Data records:
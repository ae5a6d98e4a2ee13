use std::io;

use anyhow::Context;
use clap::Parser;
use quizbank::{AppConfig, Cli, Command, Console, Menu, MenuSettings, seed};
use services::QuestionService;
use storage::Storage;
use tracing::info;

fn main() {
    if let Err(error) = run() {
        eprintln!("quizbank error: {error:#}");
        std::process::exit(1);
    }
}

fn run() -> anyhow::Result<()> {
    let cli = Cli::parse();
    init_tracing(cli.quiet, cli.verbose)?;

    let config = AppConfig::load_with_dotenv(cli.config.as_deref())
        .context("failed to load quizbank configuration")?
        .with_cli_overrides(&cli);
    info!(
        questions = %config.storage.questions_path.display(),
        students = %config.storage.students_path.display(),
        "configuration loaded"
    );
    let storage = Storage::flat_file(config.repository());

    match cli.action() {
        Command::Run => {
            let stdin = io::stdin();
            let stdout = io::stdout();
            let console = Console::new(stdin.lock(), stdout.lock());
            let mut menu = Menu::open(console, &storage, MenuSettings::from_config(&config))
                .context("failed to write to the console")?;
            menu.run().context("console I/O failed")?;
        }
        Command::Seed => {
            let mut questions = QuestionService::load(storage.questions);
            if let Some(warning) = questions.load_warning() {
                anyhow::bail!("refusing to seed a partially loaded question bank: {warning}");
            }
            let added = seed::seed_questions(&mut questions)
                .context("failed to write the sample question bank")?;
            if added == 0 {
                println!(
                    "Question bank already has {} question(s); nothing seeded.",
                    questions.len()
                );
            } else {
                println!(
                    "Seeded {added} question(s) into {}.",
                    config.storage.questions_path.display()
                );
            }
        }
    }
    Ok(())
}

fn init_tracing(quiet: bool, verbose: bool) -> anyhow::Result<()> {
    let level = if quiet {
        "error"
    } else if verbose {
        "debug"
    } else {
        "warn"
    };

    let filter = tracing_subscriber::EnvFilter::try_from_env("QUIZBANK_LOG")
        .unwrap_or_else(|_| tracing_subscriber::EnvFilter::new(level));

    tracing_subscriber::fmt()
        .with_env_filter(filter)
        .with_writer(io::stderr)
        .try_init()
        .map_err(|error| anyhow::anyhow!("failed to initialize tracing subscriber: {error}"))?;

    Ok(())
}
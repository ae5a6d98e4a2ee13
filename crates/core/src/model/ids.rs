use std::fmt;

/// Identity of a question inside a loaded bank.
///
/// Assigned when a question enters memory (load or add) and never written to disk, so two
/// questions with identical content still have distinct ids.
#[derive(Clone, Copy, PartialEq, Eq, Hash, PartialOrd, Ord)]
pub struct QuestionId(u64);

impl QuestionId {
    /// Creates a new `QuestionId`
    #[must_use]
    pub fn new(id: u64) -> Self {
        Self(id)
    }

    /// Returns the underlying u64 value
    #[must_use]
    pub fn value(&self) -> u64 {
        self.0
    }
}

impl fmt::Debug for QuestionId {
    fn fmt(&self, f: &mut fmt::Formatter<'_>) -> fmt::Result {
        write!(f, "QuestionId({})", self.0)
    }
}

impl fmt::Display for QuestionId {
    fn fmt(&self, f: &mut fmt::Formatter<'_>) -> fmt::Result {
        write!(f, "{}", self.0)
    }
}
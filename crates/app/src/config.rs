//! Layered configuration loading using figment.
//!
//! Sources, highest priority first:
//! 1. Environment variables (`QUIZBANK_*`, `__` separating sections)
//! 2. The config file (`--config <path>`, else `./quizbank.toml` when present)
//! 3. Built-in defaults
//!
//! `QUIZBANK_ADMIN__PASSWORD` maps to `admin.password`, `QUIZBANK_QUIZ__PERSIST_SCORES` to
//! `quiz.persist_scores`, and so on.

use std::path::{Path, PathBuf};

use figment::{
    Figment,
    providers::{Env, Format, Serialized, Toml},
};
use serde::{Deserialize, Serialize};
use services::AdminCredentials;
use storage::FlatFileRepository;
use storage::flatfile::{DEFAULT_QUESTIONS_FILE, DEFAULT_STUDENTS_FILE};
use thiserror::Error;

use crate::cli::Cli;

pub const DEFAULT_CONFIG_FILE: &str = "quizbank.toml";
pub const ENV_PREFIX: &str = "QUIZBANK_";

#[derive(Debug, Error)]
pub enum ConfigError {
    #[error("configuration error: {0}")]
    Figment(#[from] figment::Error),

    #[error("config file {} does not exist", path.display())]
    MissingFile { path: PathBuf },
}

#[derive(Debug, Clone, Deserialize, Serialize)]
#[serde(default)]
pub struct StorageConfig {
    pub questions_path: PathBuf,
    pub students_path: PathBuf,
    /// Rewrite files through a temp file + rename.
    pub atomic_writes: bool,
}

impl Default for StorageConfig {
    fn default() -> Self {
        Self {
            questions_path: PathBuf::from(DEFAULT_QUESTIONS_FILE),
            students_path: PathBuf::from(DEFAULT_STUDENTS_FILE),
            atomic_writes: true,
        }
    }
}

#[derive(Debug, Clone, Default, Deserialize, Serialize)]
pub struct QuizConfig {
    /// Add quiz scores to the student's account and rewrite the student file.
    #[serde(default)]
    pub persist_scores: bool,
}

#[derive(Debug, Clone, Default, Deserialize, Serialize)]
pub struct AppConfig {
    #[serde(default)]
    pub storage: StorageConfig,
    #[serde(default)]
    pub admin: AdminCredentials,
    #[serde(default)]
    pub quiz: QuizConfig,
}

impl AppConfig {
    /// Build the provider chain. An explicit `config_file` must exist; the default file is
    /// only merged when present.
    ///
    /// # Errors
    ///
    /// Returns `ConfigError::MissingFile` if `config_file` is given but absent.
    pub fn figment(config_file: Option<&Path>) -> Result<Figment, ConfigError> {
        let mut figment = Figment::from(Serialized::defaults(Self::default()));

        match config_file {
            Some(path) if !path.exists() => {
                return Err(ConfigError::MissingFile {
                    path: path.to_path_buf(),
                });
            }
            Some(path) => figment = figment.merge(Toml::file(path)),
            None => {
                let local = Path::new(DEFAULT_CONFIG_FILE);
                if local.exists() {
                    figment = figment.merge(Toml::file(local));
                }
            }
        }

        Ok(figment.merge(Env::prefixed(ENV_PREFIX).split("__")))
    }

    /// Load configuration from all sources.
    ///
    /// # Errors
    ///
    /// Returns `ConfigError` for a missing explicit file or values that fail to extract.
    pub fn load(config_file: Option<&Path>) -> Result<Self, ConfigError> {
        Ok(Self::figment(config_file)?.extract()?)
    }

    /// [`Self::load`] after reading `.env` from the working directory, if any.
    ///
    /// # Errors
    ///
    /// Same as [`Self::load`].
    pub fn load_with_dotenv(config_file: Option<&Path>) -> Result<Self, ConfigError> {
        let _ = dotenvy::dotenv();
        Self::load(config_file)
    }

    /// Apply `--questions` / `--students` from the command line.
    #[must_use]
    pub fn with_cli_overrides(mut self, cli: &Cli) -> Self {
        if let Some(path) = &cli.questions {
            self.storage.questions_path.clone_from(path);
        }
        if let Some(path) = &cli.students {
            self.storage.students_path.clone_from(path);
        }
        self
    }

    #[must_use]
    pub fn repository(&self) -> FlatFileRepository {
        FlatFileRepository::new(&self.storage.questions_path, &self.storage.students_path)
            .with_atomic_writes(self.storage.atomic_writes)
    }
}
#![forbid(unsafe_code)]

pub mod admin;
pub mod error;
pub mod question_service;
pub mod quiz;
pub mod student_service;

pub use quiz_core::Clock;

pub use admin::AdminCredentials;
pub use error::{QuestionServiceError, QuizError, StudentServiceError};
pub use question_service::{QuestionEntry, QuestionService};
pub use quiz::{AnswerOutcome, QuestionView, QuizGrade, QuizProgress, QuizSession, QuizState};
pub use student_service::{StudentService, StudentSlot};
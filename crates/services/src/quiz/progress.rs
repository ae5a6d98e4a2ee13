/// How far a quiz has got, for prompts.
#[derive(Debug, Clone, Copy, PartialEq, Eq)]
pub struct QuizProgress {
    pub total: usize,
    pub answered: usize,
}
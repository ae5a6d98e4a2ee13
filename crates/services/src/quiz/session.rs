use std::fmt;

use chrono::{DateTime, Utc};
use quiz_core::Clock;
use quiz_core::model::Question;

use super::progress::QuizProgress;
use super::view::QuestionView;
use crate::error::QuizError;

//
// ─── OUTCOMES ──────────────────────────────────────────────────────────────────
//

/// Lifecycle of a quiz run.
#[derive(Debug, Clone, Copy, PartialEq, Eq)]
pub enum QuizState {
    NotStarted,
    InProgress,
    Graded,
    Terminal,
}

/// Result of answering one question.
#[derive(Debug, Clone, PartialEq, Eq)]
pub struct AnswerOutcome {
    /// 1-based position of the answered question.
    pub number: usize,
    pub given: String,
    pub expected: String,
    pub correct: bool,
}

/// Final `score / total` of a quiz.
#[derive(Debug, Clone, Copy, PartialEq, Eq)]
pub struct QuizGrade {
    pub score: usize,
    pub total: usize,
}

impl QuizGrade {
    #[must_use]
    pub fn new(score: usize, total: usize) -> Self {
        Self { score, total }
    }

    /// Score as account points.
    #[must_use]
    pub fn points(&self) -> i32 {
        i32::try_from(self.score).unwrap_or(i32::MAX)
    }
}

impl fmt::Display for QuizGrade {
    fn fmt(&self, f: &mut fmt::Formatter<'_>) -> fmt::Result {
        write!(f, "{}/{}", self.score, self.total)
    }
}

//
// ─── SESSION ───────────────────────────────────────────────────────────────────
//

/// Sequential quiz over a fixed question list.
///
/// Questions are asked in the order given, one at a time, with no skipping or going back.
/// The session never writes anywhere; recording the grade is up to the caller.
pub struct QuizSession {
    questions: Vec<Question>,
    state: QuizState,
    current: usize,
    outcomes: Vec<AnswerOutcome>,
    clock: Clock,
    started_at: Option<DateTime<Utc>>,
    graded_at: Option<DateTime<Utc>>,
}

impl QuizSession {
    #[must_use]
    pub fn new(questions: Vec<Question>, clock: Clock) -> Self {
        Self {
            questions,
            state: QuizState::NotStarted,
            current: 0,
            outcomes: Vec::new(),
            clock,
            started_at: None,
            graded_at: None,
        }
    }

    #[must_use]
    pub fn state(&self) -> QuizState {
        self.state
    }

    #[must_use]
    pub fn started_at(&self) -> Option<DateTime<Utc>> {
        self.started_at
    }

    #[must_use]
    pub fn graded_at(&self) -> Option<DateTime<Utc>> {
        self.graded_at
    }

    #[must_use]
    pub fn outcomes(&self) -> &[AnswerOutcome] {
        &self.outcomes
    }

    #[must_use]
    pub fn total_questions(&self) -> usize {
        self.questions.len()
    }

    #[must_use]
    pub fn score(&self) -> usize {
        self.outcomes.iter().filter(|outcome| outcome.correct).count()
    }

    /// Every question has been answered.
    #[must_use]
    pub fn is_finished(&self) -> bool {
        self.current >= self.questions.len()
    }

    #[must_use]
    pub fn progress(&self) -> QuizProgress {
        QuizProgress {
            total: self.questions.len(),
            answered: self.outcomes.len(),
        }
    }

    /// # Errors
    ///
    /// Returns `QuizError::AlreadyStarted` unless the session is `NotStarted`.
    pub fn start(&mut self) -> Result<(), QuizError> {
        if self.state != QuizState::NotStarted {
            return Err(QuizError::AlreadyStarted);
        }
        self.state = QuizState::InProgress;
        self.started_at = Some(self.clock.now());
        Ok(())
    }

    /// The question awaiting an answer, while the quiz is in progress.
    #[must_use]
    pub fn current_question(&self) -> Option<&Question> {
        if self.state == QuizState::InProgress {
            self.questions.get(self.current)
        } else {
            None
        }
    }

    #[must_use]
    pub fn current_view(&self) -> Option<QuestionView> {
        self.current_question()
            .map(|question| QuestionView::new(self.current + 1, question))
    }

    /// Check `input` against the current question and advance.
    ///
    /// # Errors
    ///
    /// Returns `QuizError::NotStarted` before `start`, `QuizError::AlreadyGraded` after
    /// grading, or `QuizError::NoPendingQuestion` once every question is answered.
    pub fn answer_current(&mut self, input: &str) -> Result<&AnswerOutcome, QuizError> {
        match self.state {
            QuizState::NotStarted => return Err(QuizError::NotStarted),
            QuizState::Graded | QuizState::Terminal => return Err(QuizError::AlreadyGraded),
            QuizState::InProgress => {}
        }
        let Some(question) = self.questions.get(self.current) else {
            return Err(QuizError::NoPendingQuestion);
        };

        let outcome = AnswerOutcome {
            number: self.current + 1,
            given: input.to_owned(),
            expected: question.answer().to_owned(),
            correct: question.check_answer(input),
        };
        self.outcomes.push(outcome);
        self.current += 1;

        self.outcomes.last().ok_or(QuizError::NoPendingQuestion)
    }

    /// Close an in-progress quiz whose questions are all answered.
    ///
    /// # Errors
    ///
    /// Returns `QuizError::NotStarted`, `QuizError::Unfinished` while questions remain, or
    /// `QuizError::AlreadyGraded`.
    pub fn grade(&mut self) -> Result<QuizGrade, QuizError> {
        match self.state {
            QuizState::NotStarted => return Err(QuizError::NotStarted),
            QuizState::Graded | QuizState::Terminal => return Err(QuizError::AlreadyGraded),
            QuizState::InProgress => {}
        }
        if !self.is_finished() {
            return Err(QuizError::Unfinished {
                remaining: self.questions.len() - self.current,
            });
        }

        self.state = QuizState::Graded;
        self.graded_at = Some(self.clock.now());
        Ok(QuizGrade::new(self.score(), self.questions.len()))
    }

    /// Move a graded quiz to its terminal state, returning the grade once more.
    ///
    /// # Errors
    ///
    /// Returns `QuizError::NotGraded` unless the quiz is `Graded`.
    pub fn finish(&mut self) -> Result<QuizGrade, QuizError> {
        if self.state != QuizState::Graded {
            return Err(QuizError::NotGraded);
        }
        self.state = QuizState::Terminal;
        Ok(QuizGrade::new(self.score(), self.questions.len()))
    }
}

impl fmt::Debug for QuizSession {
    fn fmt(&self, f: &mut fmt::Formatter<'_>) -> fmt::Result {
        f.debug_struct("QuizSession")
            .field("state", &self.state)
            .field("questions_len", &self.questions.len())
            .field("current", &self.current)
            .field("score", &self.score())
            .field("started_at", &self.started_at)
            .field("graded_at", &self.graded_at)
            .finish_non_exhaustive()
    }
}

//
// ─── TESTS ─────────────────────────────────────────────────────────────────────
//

## Exercise description:
All that is needed is the opening run of the data, given again exactly: please include every line from the first through the line with "if let Some(warning)", both ends kept.

## Task answer:
repository ae5a6d98e4a2ee13
use std::io;

use anyhow::Context;
use clap::Parser;
use quizbank::{AppConfig, Cli, Command, Console, Menu, MenuSettings, seed};
use services::QuestionService;
use storage::Storage;
use tracing::info;

fn main() {
    if let Err(error) = run() {
        eprintln!("quizbank error: {error:#}");
        std::process::exit(1);
    }
}

fn run() -> anyhow::Result<()> {
    let cli = Cli::parse();
    init_tracing(cli.quiet, cli.verbose)?;

    let config = AppConfig::load_with_dotenv(cli.config.as_deref())
        .context("failed to load quizbank configuration")?
        .with_cli_overrides(&cli);
    info!(
        questions = %config.storage.questions_path.display(),
        students = %config.storage.students_path.display(),
        "configuration loaded"
    );
    let storage = Storage::flat_file(config.repository());

    match cli.action() {
        Command::Run => {
            let stdin = io::stdin();
            let stdout = io::stdout();
            let console = Console::new(stdin.lock(), stdout.lock());
            let mut menu = Menu::open(console, &storage, MenuSettings::from_config(&config))
                .context("failed to write to the console")?;
            menu.run().context("console I/O failed")?;
        }
        Command::Seed => {
            let mut questions = QuestionService::load(storage.questions);
            if let Some(warning) = questions.load_warning() {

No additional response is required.